# UEFI install Windows 10 was A LOT OF work!



## xkm1948 (Dec 27, 2015)

After getting my new HDD I decide to finally fresh install Windows 10. My old installation was having all kinds of problems causing BSOD every now and then.  I have flashed my FuryX to UEFI vBIOS so I assumed this time UEFI installation should be a walk in the park. Well, turns out it was not.

First off, there are multiple booting options in the Sabertooth X99 BIOS I have to choose correctly to get through UEFI installation crash free. For example, I need to choose UEFI in Secure Boot for the installation DVD to even be recognized as UEFI installation media. However, I also have to enable CSM in legacy mode to make sure no plugged in device will crash the installation in process. I had four crashed during installation for not choosing the correct CSM settings.  Another thing is after the whole installation I have to make sure to disable CSM to enjoy the speed of secure boot. The entire installation took me a good 5 hrs to figure out all the details. 

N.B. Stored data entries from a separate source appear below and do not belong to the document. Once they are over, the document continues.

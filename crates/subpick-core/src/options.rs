//! Configuration options for picking and selection.

use std::path::{Path, PathBuf};

use glam::{Vec3, Vec4};
use serde::{Deserialize, Serialize};

use crate::error::Result;

/// Configuration options shared by the index, the picker and the coordinator.
#[derive(Debug, Clone, PartialEq, Serialize, Deserialize)]
#[serde(default)]
pub struct Options {
    /// Whether point-cloud hits are resolved through the GPU id pass.
    pub gpu_point_picking: bool,

    /// World-space radius of the CPU point test used when GPU picking is off.
    pub point_pick_threshold: f32,

    /// Timeout applied to every draw range index request (0 = wait indefinitely).
    pub index_request_timeout_ms: u64,

    /// Directory of the durable model cache. `None` keeps the cache in memory only.
    pub cache_dir: Option<PathBuf>,

    /// Color of the highlight material slot.
    pub highlight_color: Vec4,

    /// Color of the base material slot.
    pub base_color: Vec4,

    /// Global translation subtracted from models at load time.
    pub model_offset: Vec3,
}

impl Default for Options {
    fn default() -> Self {
        Self {
            gpu_point_picking: true,
            point_pick_threshold: 0.01,
            index_request_timeout_ms: 5000,
            cache_dir: None,
            highlight_color: Vec4::new(1.0, 0.55, 0.0, 1.0),
            base_color: Vec4::new(0.7, 0.7, 0.72, 1.0),
            model_offset: Vec3::ZERO,
        }
    }
}

impl Options {
    /// Parses options from a JSON document. Missing fields take their defaults.
    pub fn from_json_str(json: &str) -> Result<Self> {
        Ok(serde_json::from_str(json)?)
    }

    /// Loads options from a JSON file.
    pub fn load(path: impl AsRef<Path>) -> Result<Self> {
        let text = std::fs::read_to_string(path)?;
        Self::from_json_str(&text)
    }

    /// Writes options to a JSON file.
    pub fn save(&self, path: impl AsRef<Path>) -> Result<()> {
        let text = serde_json::to_string_pretty(self)?;
        std::fs::write(path, text)?;
        Ok(())
    }

    /// Returns the request timeout, or `None` when requests wait indefinitely.
    #[must_use]
    pub fn index_request_timeout(&self) -> Option<std::time::Duration> {
        (self.index_request_timeout_ms > 0)
            .then(|| std::time::Duration::from_millis(self.index_request_timeout_ms))
    }
}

The good thing is a clean UEFI installation of Threshold 2 proves to be very stable. No more random crashes nor tons of errors in event log. It was a lot of work but still worth it. I just wish Microsoft will make the installation in UEFI a lot easier.


----------



## FordGT90Concept (Dec 27, 2015)

The easiest way to install UEFI is via USB stick.  DVD is trouble.


----------



## newtekie1 (Dec 27, 2015)

Secure boot has no effect on boot time...easiest to just turn secure boot off completely.


----------



## Nordic (Dec 27, 2015)

People still use DVD drives? USB is so much quicker and easier.


----------



## xkm1948 (Dec 27, 2015)

Still have over 300 blank DVD and BD in all formats, might as well use them all.


----------



## hat (Dec 28, 2015)

I use DVD for other things (dvd video discs) but even that has pretty much been phased out by my media server. I've been installing Windows via usb stick for years now.


----------



## Kursah (Dec 28, 2015)

Depending on my USB stick, I run into issues using my Easy2Boot USB for Secure Mode UEFI booting...so I keep a freshly burned DVD of 10 handy, though now I also have a dedicated 10 ISO USB...it's buried in my tech bag. USB is generally the way to go...it's still nice to have the disc media option for those times when USB is more of a pain, which occurs often enough I still need to keep a DVD around.


----------



## DarthBaggins (Dec 29, 2015)

I did my w10 pro install via USB3.0 thumbstick w/ my x99 setup (Asus RVE)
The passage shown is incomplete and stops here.